[Excerpted records — start]
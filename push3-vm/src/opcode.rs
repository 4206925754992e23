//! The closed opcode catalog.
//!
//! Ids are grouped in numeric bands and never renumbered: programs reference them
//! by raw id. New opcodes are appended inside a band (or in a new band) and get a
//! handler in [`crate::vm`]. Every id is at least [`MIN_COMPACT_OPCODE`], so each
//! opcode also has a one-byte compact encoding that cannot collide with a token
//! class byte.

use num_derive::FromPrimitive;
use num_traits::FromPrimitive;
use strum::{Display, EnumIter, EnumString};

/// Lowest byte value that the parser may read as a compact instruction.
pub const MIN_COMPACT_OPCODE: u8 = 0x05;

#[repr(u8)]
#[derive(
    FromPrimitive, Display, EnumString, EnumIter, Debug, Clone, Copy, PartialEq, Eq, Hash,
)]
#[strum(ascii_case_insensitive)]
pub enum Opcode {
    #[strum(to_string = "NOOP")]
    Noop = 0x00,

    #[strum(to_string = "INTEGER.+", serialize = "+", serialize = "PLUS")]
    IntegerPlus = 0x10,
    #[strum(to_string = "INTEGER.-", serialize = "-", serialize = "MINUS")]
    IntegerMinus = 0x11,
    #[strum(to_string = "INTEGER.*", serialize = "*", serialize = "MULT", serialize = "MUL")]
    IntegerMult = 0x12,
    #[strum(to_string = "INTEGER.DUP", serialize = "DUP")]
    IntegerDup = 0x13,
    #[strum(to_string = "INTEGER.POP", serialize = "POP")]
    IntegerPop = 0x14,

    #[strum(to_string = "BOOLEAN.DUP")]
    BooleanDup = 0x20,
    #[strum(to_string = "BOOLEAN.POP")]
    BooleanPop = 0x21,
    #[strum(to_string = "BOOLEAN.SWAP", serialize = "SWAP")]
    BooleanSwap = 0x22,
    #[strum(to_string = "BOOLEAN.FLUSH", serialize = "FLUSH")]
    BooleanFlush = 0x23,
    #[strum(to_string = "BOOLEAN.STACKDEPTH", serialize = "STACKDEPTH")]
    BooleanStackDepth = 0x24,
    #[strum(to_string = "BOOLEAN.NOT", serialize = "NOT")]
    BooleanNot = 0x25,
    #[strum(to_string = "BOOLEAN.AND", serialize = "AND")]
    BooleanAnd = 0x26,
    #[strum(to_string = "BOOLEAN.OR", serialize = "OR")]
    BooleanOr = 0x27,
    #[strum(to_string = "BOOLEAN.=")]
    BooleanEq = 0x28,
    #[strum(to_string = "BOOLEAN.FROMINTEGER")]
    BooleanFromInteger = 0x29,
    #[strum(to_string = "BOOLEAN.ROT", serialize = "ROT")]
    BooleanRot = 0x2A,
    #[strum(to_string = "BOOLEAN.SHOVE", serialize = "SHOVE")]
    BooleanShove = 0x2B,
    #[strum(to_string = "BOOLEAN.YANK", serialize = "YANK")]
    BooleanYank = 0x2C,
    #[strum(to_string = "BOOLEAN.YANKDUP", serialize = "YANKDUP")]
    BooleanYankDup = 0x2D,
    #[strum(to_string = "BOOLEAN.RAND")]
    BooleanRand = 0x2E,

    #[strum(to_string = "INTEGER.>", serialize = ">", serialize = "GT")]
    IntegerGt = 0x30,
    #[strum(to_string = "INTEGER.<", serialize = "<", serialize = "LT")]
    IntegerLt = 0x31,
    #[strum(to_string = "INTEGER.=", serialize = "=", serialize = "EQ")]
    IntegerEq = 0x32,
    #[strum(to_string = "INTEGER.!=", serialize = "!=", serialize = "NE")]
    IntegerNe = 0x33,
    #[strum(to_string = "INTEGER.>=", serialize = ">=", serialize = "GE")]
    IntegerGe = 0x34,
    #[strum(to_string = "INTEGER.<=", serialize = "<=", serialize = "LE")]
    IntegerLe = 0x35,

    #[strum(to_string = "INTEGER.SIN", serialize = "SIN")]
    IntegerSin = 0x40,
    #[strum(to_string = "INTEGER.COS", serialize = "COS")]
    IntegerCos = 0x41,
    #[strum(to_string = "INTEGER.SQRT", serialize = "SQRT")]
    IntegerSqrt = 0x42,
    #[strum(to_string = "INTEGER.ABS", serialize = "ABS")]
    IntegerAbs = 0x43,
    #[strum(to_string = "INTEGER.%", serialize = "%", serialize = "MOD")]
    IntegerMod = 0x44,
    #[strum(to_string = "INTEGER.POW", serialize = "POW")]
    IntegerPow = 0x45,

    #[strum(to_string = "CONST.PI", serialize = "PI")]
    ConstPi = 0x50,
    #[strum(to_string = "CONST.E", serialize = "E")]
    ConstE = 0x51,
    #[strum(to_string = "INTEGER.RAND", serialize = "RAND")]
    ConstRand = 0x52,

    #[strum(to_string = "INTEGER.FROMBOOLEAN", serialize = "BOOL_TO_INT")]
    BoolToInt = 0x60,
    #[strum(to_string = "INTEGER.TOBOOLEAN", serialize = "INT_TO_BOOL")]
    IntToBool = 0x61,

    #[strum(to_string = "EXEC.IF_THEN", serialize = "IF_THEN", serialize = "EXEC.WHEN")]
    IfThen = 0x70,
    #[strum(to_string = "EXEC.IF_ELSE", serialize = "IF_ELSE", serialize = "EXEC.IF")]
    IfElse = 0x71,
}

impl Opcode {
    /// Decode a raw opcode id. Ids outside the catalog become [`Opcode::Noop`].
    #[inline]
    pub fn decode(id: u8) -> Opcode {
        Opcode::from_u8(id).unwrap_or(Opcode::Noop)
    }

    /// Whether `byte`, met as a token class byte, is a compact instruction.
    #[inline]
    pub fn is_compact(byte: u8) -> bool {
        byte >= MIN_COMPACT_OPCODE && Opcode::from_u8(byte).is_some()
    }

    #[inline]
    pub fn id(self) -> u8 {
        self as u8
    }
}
[Excerpted records — finish]
[Excerpted records — start]
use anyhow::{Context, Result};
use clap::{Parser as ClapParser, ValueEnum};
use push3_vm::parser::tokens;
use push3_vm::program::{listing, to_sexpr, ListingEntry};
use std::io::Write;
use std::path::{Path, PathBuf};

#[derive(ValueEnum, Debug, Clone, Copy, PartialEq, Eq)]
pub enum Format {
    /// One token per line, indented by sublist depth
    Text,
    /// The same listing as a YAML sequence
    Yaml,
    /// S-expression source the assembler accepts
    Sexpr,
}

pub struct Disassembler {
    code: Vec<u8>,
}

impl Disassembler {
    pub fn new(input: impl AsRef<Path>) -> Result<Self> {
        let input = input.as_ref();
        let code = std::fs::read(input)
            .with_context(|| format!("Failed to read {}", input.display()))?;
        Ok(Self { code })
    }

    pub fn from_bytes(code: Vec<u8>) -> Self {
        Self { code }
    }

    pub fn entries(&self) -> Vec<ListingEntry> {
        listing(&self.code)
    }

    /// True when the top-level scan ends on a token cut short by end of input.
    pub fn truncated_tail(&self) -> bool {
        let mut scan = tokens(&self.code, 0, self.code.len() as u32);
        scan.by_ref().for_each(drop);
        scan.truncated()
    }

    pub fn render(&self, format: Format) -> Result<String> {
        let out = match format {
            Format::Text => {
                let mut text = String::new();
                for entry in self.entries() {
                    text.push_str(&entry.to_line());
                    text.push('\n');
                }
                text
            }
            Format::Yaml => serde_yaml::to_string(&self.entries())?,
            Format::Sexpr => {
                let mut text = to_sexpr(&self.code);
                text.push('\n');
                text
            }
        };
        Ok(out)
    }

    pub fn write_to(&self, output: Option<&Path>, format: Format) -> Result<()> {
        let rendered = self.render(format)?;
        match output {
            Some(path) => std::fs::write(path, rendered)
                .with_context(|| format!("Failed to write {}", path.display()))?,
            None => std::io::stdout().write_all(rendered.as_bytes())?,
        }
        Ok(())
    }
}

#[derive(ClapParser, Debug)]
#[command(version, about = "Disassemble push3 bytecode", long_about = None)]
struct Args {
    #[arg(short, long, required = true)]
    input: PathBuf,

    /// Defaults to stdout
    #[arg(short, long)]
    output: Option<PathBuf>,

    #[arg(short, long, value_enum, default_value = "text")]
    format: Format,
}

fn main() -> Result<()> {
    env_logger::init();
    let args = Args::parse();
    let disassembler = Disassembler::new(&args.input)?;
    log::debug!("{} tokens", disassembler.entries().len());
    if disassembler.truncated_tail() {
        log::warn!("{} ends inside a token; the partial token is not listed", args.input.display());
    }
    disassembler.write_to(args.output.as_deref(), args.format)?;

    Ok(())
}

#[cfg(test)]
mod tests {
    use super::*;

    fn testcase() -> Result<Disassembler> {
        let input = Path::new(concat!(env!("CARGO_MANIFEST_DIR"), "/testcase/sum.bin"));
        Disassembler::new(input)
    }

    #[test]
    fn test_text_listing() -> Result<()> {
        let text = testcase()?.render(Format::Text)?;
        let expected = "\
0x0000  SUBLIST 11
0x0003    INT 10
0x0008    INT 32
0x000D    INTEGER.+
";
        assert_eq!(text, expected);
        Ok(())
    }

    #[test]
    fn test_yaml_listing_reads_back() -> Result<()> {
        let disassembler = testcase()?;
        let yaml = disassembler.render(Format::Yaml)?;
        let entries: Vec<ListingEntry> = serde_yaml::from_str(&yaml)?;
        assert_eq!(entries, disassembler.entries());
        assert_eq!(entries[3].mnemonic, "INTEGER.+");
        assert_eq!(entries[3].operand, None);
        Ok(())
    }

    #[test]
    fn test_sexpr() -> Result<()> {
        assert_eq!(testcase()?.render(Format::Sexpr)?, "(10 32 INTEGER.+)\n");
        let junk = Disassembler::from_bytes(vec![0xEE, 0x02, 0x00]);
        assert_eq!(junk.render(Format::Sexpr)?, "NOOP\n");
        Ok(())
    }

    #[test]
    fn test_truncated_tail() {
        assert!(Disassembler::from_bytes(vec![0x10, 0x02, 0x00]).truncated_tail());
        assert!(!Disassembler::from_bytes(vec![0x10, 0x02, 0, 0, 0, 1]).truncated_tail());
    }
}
[Excerpted records — finish]
Task prompt
Search the records above for the string "entries" and copy each line that holds it.

Solved problem
    pub fn entries(&self) -> Vec<ListingEntry> {
                for entry in self.entries() {
            Format::Yaml => serde_yaml::to_string(&self.entries())?,
    log::debug!("{} tokens", disassembler.entries().len());
        let entries: Vec<ListingEntry> = serde_yaml::from_str(&yaml)?;
        assert_eq!(entries, disassembler.entries());
        assert_eq!(entries[3].mnemonic, "INTEGER.+");
        assert_eq!(entries[3].operand, None);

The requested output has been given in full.